Extraños en la noche de Iemanjá - Capítulo 8 (fragmento)

Extraños en la noche de Iemanjá - Capítulo 8 (fragmento)


También Ludwig pensaba en el odio, esa pasión triste según Spinoza, el odio que vive en distintas formas y generalmente no se deja aprisionar por las palabras, tiene claroscuros como las fotografías, flujos, movimientos, como ese barco donde navegaban. El odio, ese sentimiento que consigue a veces, hasta desear realmente la muerte de una persona. Pero esta última frase no la había dicho, se la había guardado. Esperaría, en cambio dijo:
                 - ¿Apareció alguna mujer?
                 - No sé - contestó Marta. - Pero hubo alguien
                 -¿En su vida?
                 - Tal vez - dijo ella, parecía arrepentida de haberlo dicho.
                 
                 El detective no pareció sorprenderse ante esta última frase.
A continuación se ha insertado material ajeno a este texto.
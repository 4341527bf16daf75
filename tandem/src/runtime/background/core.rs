use super::worker::Worker;
use crate::error::{Error, Result};
use crate::runtime::builder::ThreadConfig;
use crate::runtime::context;
use crate::runtime::task::{Job, Task, TaskHandle};
use crate::runtime::work_stealing::injector::{Injector, InjectorHandle};
use crate::runtime::work_stealing::queue::LocalQueue;

use parking_lot::Mutex;
use std::io;
use std::sync::Arc;
use std::thread::{self, JoinHandle};
use tracing::{debug, trace, warn};

/// Runs work on a multi-threaded work-stealing pool.
///
/// The `BackgroundRunner` is responsible for:
/// - spawning the worker threads,
/// - routing submissions to the global injector or, from inside a worker,
///   to that worker's local queue,
/// - orderly shutdown and thread joining.
///
/// No ordering is guaranteed between jobs; the pool may run them
/// concurrently or interleaved.
pub(crate) struct BackgroundRunner {
    /// Global injector queue shared by all workers.
    injector: InjectorHandle,

    /// Local queues of every worker, used to discard leftovers on shutdown.
    locals: Arc<Vec<Arc<LocalQueue>>>,

    /// Join handles for worker threads.
    handles: Mutex<Vec<JoinHandle<()>>>,
}

impl BackgroundRunner {
    /// Starts a pool of `threads` workers.
    ///
    /// # Errors
    ///
    /// Returns the OS error if a worker thread cannot be spawned. Workers
    /// started before the failure are stopped and joined.
    pub(crate) fn start(threads: usize, config: &ThreadConfig) -> io::Result<Self> {
        let injector = Arc::new(Injector::new());

        let locals: Arc<Vec<_>> = Arc::new(
            (0..threads)
                .map(|_| Arc::new(LocalQueue::new()))
                .collect(),
        );

        let runner = Self {
            injector,
            locals,
            handles: Mutex::new(Vec::with_capacity(threads)),
        };

        for id in 0..threads {
            let worker = Arc::new(Worker::new(
                id,
                runner.locals.clone(),
                runner.injector.clone(),
            ));

            let spawned = config
                .builder(&format!("worker-{id}"))
                .spawn(move || worker.run());

            match spawned {
                Ok(handle) => runner.handles.lock().push(handle),
                Err(error) => {
                    runner.abort();
                    runner.join();
                    return Err(error);
                }
            }
        }

        debug!(threads, "background pool started");
        Ok(runner)
    }

    /// Submits `work` to the pool and returns its handle immediately.
    ///
    /// # Errors
    ///
    /// Returns [`Error::ServiceShutdown`] once the pool is closed.
    pub(crate) fn submit<F, T>(&self, work: F) -> Result<TaskHandle<T>>
    where
        F: FnOnce() -> T + Send + 'static,
        T: Send + 'static,
    {
        let (job, handle) = Task::new(work, None);
        self.push(job)?;
        Ok(handle)
    }

    /// Queues an already built job.
    ///
    /// From inside one of this pool's workers the job goes to the worker's
    /// local queue; from anywhere else it goes to the global injector.
    pub(crate) fn push(&self, job: Job) -> Result<()> {
        if let Some(worker) = context::current_worker() {
            if Arc::ptr_eq(worker.injector(), &self.injector) {
                if self.injector.is_closed() {
                    return Err(Error::ServiceShutdown);
                }

                trace!("job queued on local worker queue");
                worker.local().push(job);
                return Ok(());
            }
        }

        trace!("job queued on global injector");
        self.injector.push(job)
    }

    /// Stops accepting jobs; workers finish what is queued and exit.
    pub(crate) fn close(&self) {
        self.injector.close();
    }

    /// Stops accepting jobs and cancels every job still queued; workers
    /// exit after their current job.
    ///
    /// Cancelling before any join releases running jobs that wait on a
    /// queued one.
    pub(crate) fn abort(&self) {
        self.injector.abort();

        let discarded = self.discard_queued();
        if discarded > 0 {
            debug!(jobs = discarded, "cancelling jobs left in the pool");
        }
    }

    /// Returns `true` if the current thread is one of this pool's workers.
    pub(crate) fn is_current_worker(&self) -> bool {
        context::current_worker()
            .is_some_and(|worker| Arc::ptr_eq(worker.injector(), &self.injector))
    }

    /// Drops every queued job, which cancels its task, and returns how many
    /// there were.
    fn discard_queued(&self) -> usize {
        let mut leftover = self.injector.drain();
        for local in self.locals.iter() {
            leftover.extend(local.drain());
        }

        leftover.len()
    }

    /// Waits for all worker threads to terminate, then cancels any job
    /// still left in the queues.
    ///
    /// Must be called after [`close`](Self::close) or
    /// [`abort`](Self::abort). A worker never joins itself.
    pub(crate) fn join(&self) {
        let handles: Vec<_> = self.handles.lock().drain(..).collect();
        let current = thread::current().id();

        for handle in handles {
            if handle.thread().id() == current {
                continue;
            }

            if handle.join().is_err() {
                warn!("background worker thread panicked");
            }
        }

        let discarded = self.discard_queued();
        if discarded > 0 {
            debug!(jobs = discarded, "cancelling jobs left in the pool");
        }
    }
}
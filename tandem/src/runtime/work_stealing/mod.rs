//! Work-stealing queue components.
//!
//! This module implements the data structures used by the background pool
//! to distribute jobs across worker threads using a work-stealing strategy.
//!
//! It consists of:
//! - [`injector`]: a global queue for jobs submitted from outside the pool,
//! - [`queue`]: per-worker local queues used for nested submissions and
//!   job stealing.

pub(crate) mod injector;
pub(crate) mod queue;
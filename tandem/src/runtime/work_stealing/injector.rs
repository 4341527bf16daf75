use crate::error::{Error, Result};
use crate::runtime::task::Job;

use parking_lot::{Condvar, Mutex};
use std::collections::VecDeque;
use std::sync::Arc;
use std::sync::atomic::{AtomicBool, Ordering};
use std::time::Duration;

/// Upper bound on how long an idle worker sleeps before looking for work
/// in the other workers' local queues again.
const PARK_TIMEOUT: Duration = Duration::from_millis(5);

/// Shared handle to the global job injector.
pub(crate) type InjectorHandle = Arc<Injector>;

/// Jobs waiting in the injector, and whether new jobs are still accepted.
struct Inbox {
    jobs: VecDeque<Job>,
    closed: bool,
}

/// Global job injector for the work-stealing pool.
///
/// The injector is the centralized queue where jobs submitted from outside
/// the pool are pushed before being picked up by worker threads.
///
/// It also coordinates worker parking and waking using a condition
/// variable, allowing workers to sleep when no work is available.
pub(crate) struct Injector {
    /// Queue holding globally injected jobs.
    inbox: Mutex<Inbox>,

    /// Condition variable used to wake parked workers.
    condvar: Condvar,

    /// Set when queued jobs must be dropped instead of run.
    aborted: AtomicBool,
}

impl Injector {
    /// Creates a new empty injector.
    pub(crate) fn new() -> Self {
        Injector {
            inbox: Mutex::new(Inbox {
                jobs: VecDeque::new(),
                closed: false,
            }),
            condvar: Condvar::new(),
            aborted: AtomicBool::new(false),
        }
    }

    /// Stops accepting jobs and wakes all parked workers.
    ///
    /// Jobs that are already queued are still handed out, so workers drain
    /// the queue before exiting.
    pub(crate) fn close(&self) {
        self.inbox.lock().closed = true;
        self.condvar.notify_all();
    }

    /// Stops accepting jobs and tells workers to exit without running the
    /// jobs that are still queued.
    pub(crate) fn abort(&self) {
        self.aborted.store(true, Ordering::Release);
        self.close();
    }

    pub(crate) fn is_closed(&self) -> bool {
        self.inbox.lock().closed
    }

    pub(crate) fn is_aborted(&self) -> bool {
        self.aborted.load(Ordering::Acquire)
    }

    /// Pushes a new job into the global injector and wakes one parked worker.
    ///
    /// # Errors
    ///
    /// Returns [`Error::ServiceShutdown`] once the injector is closed. The
    /// rejected job is dropped, which cancels its task.
    pub(crate) fn push(&self, job: Job) -> Result<()> {
        {
            let mut inbox = self.inbox.lock();

            if inbox.closed {
                return Err(Error::ServiceShutdown);
            }

            inbox.jobs.push_back(job);
        }

        self.condvar.notify_one();
        Ok(())
    }

    /// Parks the current worker thread until work becomes available,
    /// the injector is closed, or the park timeout elapses.
    ///
    /// The timed wait makes idle workers periodically re-check the local
    /// queues of their peers, which do not signal the condition variable.
    pub(crate) fn park(&self) {
        let mut inbox = self.inbox.lock();

        if inbox.closed || !inbox.jobs.is_empty() {
            return;
        }

        self.condvar.wait_for(&mut inbox, PARK_TIMEOUT);
    }

    /// Steals a job from the global injector.
    ///
    /// Jobs are taken from the front of the queue.
    /// Returns `None` if no jobs are available or the pool was aborted.
    pub(crate) fn steal(&self) -> Option<Job> {
        if self.is_aborted() {
            return None;
        }

        self.inbox.lock().jobs.pop_front()
    }

    /// Removes every queued job.
    pub(crate) fn drain(&self) -> Vec<Job> {
        self.inbox.lock().jobs.drain(..).collect()
    }
}

#[cfg(test)]
mod tests {
    use super::*;
    use crate::runtime::task::Task;

    #[test]
    fn steal_is_fifo() {
        let injector = Injector::new();
        let (first, a) = Task::new(|| 'a', None);
        let (second, b) = Task::new(|| 'b', None);

        injector.push(first).unwrap();
        injector.push(second).unwrap();

        assert!(injector.steal().unwrap().run());
        assert!(a.is_done());
        assert!(!b.is_done());
    }

    #[test]
    fn closed_injector_rejects_and_cancels() {
        let injector = Injector::new();
        injector.close();

        let (job, handle) = Task::new(|| 1, None);
        assert!(injector.push(job).unwrap_err().is_shutdown());
        assert!(handle.wait().unwrap_err().is_cancelled());
    }

    #[test]
    fn aborted_injector_hands_out_nothing() {
        let injector = Injector::new();
        let (job, handle) = Task::new(|| 1, None);

        injector.push(job).unwrap();
        injector.abort();

        assert!(injector.steal().is_none());
        drop(injector.drain());
        assert!(handle.wait().unwrap_err().is_cancelled());
    }
}
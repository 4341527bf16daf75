mod common;

use common::{eventually, executor};
use parking_lot::Mutex;
use std::sync::Arc;
use std::sync::atomic::{AtomicBool, AtomicUsize, Ordering};
use std::thread;
use std::time::{Duration, Instant};

#[test]
fn scheduled_action_fires_after_its_delay() {
    let executor = executor(1);
    let fired_at = Arc::new(Mutex::new(None));
    let start = Instant::now();

    let scheduled = {
        let fired_at = fired_at.clone();
        executor
            .schedule(
                move || *fired_at.lock() = Some(Instant::now()),
                Duration::from_millis(30),
            )
            .unwrap()
    };

    assert!(eventually(Duration::from_secs(5), || fired_at.lock().is_some()));

    let fired_at = fired_at.lock().unwrap();
    assert!(fired_at.duration_since(start) >= Duration::from_millis(30));
    assert!(scheduled.is_fired());
    assert!(scheduled.is_done());
    assert!(!scheduled.cancel());
}

#[test]
fn cancelled_action_never_runs() {
    let executor = executor(1);
    let ran = Arc::new(AtomicBool::new(false));

    let scheduled = {
        let ran = ran.clone();
        executor
            .schedule(
                move || ran.store(true, Ordering::SeqCst),
                Duration::from_millis(100),
            )
            .unwrap()
    };

    thread::sleep(Duration::from_millis(10));
    assert!(scheduled.cancel());
    assert!(!scheduled.cancel());
    assert!(scheduled.is_cancelled());

    thread::sleep(Duration::from_millis(200));
    assert!(!ran.load(Ordering::SeqCst));
    assert!(!scheduled.is_fired());
}

#[test]
fn scheduled_action_ignores_application_pause() {
    let executor = executor(1);
    let paused = Arc::new(AtomicBool::new(true));
    let ran_while_paused = Arc::new(AtomicBool::new(false));

    {
        let paused = paused.clone();
        let ran_while_paused = ran_while_paused.clone();
        executor
            .schedule(
                move || ran_while_paused.store(paused.load(Ordering::SeqCst), Ordering::SeqCst),
                Duration::ZERO,
            )
            .unwrap();
    }

    assert!(eventually(Duration::from_secs(5), || ran_while_paused
        .load(Ordering::SeqCst)));
    paused.store(false, Ordering::SeqCst);
}

#[test]
fn earlier_deadlines_fire_first() {
    let executor = executor(1);
    let log = Arc::new(Mutex::new(Vec::new()));

    for (name, delay) in [("late", 80), ("early", 10), ("middle", 40)] {
        let log = log.clone();
        executor
            .schedule(
                move || log.lock().push(name),
                Duration::from_millis(delay),
            )
            .unwrap();
    }

    assert!(eventually(Duration::from_secs(5), || log.lock().len() == 3));
    assert_eq!(*log.lock(), ["early", "middle", "late"]);
}

#[test]
fn affine_schedule_lands_in_the_affinity_queue() {
    let executor = executor(1);
    let ran_on = Arc::new(Mutex::new(None));

    let scheduled = {
        let ran_on = ran_on.clone();
        executor
            .schedule_affine(
                move || *ran_on.lock() = Some(thread::current().id()),
                Duration::from_millis(5),
            )
            .unwrap()
    };

    assert!(eventually(Duration::from_secs(5), || scheduled.is_fired()));
    assert!(ran_on.lock().is_none());

    assert!(eventually(Duration::from_secs(5), || {
        executor.process_queued();
        ran_on.lock().is_some()
    }));
    assert_eq!(*ran_on.lock(), Some(thread::current().id()));
}

#[test]
fn many_entries_with_the_same_delay_all_fire() {
    let executor = executor(2);
    let count = Arc::new(AtomicUsize::new(0));

    let handles: Vec<_> = (0..50)
        .map(|_| {
            let count = count.clone();
            executor
                .schedule(
                    move || {
                        count.fetch_add(1, Ordering::SeqCst);
                    },
                    Duration::from_millis(5),
                )
                .unwrap()
        })
        .collect();

    assert!(eventually(Duration::from_secs(5), || count
        .load(Ordering::SeqCst)
        == 50));
    assert!(handles.iter().all(|h| h.is_fired()));
}

#[test]
fn huge_delay_is_accepted() {
    let executor = executor(1);

    let scheduled = executor.schedule(|| (), Duration::MAX).unwrap();

    assert!(!scheduled.is_done());
    assert!(scheduled.cancel());
}
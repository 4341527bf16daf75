use super::core::{Command, TimerHandle};
use super::entry::EntryState;

use std::fmt;
use std::sync::Arc;

/// A handle to a delayed one-shot action.
///
/// Returned by [`ExecutorHandle::schedule`](crate::ExecutorHandle::schedule)
/// and [`ExecutorHandle::schedule_affine`](crate::ExecutorHandle::schedule_affine).
/// Dropping it does not cancel the action.
#[derive(Clone)]
pub struct ScheduledHandle {
    pub(crate) state: Arc<EntryState>,
    pub(crate) timer: TimerHandle,
}

impl ScheduledHandle {
    /// Prevents the action from firing.
    ///
    /// Returns `true` if this call cancelled the action. Cancelling twice,
    /// or after the action fired, is a no-op that returns `false`; an action
    /// that already fired is not interrupted.
    pub fn cancel(&self) -> bool {
        if !self.state.try_cancel() {
            return false;
        }

        // Purging only frees the slot early; the entry is inert either way.
        let _ = self.timer.send(Command::Purge);
        true
    }

    pub fn is_cancelled(&self) -> bool {
        self.state.is_cancelled()
    }

    /// Returns `true` once the action was handed to its runner.
    pub fn is_fired(&self) -> bool {
        self.state.is_fired()
    }

    /// Returns `true` once the entry either fired or was cancelled.
    pub fn is_done(&self) -> bool {
        self.is_fired() || self.is_cancelled()
    }
}

impl fmt::Debug for ScheduledHandle {
    fn fmt(&self, f: &mut fmt::Formatter<'_>) -> fmt::Result {
        f.debug_struct("ScheduledHandle")
            .field("fired", &self.is_fired())
            .field("cancelled", &self.is_cancelled())
            .finish()
    }
}
//! CLI command definitions and dispatch.

pub mod list;
pub mod plan;
pub mod synth;

use std::path::PathBuf;

use anyhow::Context;
use clap::{Parser, Subcommand};
use splitstack_common::config::{AppConfig, parse_context_pair};
use splitstack_common::constants::DEFAULT_CONFIG_FILE;

/// splitstack: Network, registry, and compute stacks as CloudFormation.
#[derive(Parser, Debug)]
#[command(name = "splitstack", version, about, long_about = None)]
pub struct Cli {
    /// Subcommand to execute.
    #[command(subcommand)]
    pub command: Command,

    /// Path to the JSON configuration file.
    #[arg(long, global = true, env = "SPLITSTACK_CONFIG", default_value = DEFAULT_CONFIG_FILE)]
    pub config: PathBuf,

    /// Context value as `key=value`, e.g. `-c env=prod`. Repeatable;
    /// overrides the configuration file. Accepted before the subcommand
    /// only.
    #[arg(
        short = 'c',
        long = "context",
        value_name = "KEY=VALUE",
        value_parser = parse_context_pair
    )]
    pub context: Vec<(String, String)>,
}

impl Cli {
    /// Loads the configuration file and applies command-line context.
    ///
    /// # Errors
    ///
    /// Returns an error if the file exists but is unreadable or malformed.
    pub fn load_config(&self) -> anyhow::Result<AppConfig> {
        let mut config = AppConfig::load(&self.config)
            .context(format!("loading configuration from {}", self.config.display()))?;
        for (key, value) in &self.context {
            config = config.with_context(key.as_str(), value.as_str());
        }
        Ok(config)
    }
}

/// Available CLI subcommands.
#[derive(Subcommand, Debug)]
pub enum Command {
    /// Synthesize the stacks into a cloud assembly.
    Synth(synth::SynthArgs),
    /// Show what a deployment would create, in order.
    Plan(plan::PlanArgs),
    /// List stacks in deployment order.
    List(list::ListArgs),
}

/// Dispatches the parsed CLI command to its handler.
///
/// # Errors
///
/// Returns an error if the command execution fails.
pub fn execute(cli: Cli) -> anyhow::Result<()> {
    let config = cli.load_config()?;
    tracing::debug!(context = ?config.context, "loaded configuration");
    match cli.command {
        Command::Synth(args) => synth::execute(args, config),
        Command::Plan(args) => plan::execute(&args, config),
        Command::List(args) => list::execute(&args, config),
    }
}

#[cfg(test)]
mod tests {
    use splitstack_cfn::assembly::TemplateFormat;

    use super::*;

    #[test]
    fn context_flags_are_repeatable() {
        let cli = Cli::try_parse_from([
            "splitstack",
            "-c",
            "env=prod",
            "--context",
            "team=web",
            "plan",
        ])
        .expect("parse");
        assert_eq!(
            cli.context,
            vec![
                ("env".to_string(), "prod".to_string()),
                ("team".to_string(), "web".to_string())
            ]
        );
    }

    #[test]
    fn context_after_subcommand_is_rejected_not_dropped() {
        let result = Cli::try_parse_from([
            "splitstack",
            "-c",
            "env=prod",
            "plan",
            "-c",
            "team=web",
        ]);
        assert!(result.is_err());
    }

    #[test]
    fn malformed_context_is_rejected() {
        assert!(Cli::try_parse_from(["splitstack", "-c", "envprod", "list"]).is_err());
        assert!(Cli::try_parse_from(["splitstack", "-c", "=prod", "list"]).is_err());
    }

    #[test]
    fn synth_flags_parse() {
        let cli = Cli::try_parse_from([
            "splitstack",
            "synth",
            "--output",
            "out",
            "--format",
            "yaml",
            "--stdout",
        ])
        .expect("parse");
        let Command::Synth(args) = cli.command else {
            panic!("expected synth");
        };
        assert_eq!(args.output, Some(PathBuf::from("out")));
        assert_eq!(args.format, TemplateFormat::Yaml);
        assert!(args.stdout);
    }

    #[test]
    fn command_line_context_overrides_file() {
        let dir = tempfile::tempdir().expect("tempdir");
        let path = dir.path().join("splitstack.json");
        std::fs::write(&path, r#"{"context": {"env": "dev"}}"#).expect("write");

        let cli = Cli::try_parse_from([
            "splitstack",
            "--config",
            path.to_str().expect("utf8"),
            "-c",
            "env=prod",
            "list",
        ])
        .expect("parse");
        let config = cli.load_config().expect("config");
        assert!(config.is_production());
    }
}
//! # splitstack
//!
//! Synthesizes the network, registry, and compute stacks into a cloud
//! assembly ready for deployment.

mod commands;
mod output;

use clap::Parser;

use crate::commands::Cli;

fn main() -> anyhow::Result<()> {
    tracing_subscriber::fmt()
        .with_env_filter(tracing_subscriber::EnvFilter::from_default_env())
        .with_writer(std::io::stderr)
        .init();

    let cli = Cli::parse();
    commands::execute(cli)
}
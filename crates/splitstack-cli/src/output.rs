//! Formatted output helpers for CLI commands.

use splitstack_cfn::assembly::{SynthesizedStack, TemplateFormat};
use splitstack_cfn::resources::ec2::{INSTANCE_TYPE, NAT_GATEWAY_TYPE};
use splitstack_cfn::template::Template;
use splitstack_common::error::Result;

/// A horizontal rule of `width` box-drawing characters.
#[must_use]
pub fn rule(width: usize) -> String {
    "\u{2550}".repeat(width)
}

/// `1 stack`, `3 stacks`.
#[must_use]
pub fn plural(count: usize, noun: &str) -> String {
    if count == 1 {
        format!("{count} {noun}")
    } else {
        format!("{count} {noun}s")
    }
}

/// Renders every template as one parseable document for standard output.
///
/// JSON becomes a single object keyed by stack name. YAML becomes a stream
/// with one document per stack, each headed by a comment naming it.
///
/// # Errors
///
/// Returns an error if a template cannot be serialized.
pub fn stdout_document(stacks: &[SynthesizedStack], format: TemplateFormat) -> Result<String> {
    match format {
        TemplateFormat::Json => {
            let mut document = serde_json::Map::new();
            for stack in stacks {
                let _ = document.insert(stack.name.clone(), stack.template.to_value()?);
            }
            Ok(serde_json::to_string_pretty(&document)?)
        }
        TemplateFormat::Yaml => {
            let mut document = String::new();
            for stack in stacks {
                document.push_str(&format!("---\n# {}\n", stack.name));
                document.push_str(&format.render(&stack.template)?);
            }
            Ok(document)
        }
    }
}

/// Describes how private subnets reach the internet in a network template.
#[must_use]
pub fn nat_summary(template: &Template) -> String {
    let gateways = template.resources_of_type(NAT_GATEWAY_TYPE).count();
    let instances: Vec<&str> = template
        .resources_of_type(INSTANCE_TYPE)
        .filter_map(|(_, r)| r.property("InstanceType").and_then(|t| t.as_str()))
        .collect();
    match (gateways, instances.as_slice()) {
        (0, []) => "none".to_string(),
        (n, []) => format!("managed NAT gateways ({n})"),
        (0, [one]) => format!("single NAT instance ({one})"),
        (n, many) => format!(
            "{} and {}",
            plural(n, "NAT gateway"),
            plural(many.len(), "NAT instance")
        ),
    }
}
Seguramente esperaba algo así. Estaban en aguas peligrosas se dijo. Los dos se quedaron callados, para no mirarse a los ojos. Sus miradas fueron de objeto en objeto hasta que la mirada de los dos se posó en una gota que caía por la canilla. Enseguida se escuchó el ruido de una lata que caía por la escalera. La mirada del detective fue hasta el ojo de buey. Ludwig levantó la lata de cerveza vacía y él y Marta se incorporaron y fueron hasta la cubierta. Ahí vieron como Mario Bruno dormitaba al lado de Cintia. Los dos estaban sentados contra las sogas de la cubierta. Cintia se había cerrado ahora los botones de la camisa y miraba el mar. Ludwig se acercó a Cintia  con la lata vacía en la mano y dijo:

               - Se le cayó esto.
               Cintia miró al detective con un gesto de desprecio, tomó la lata de cerveza y la arrojó al mar. Fue entonces cuando Marta dijo:

                - Algo más para contaminar el agua.
                Ludwig quiso detener la pelea en que seguramente se enfrascarían las dos mujeres y dijo:

                  - La lata seguramente irá al fondo del mar y se convertirá en el nido de los huevos de algún pez.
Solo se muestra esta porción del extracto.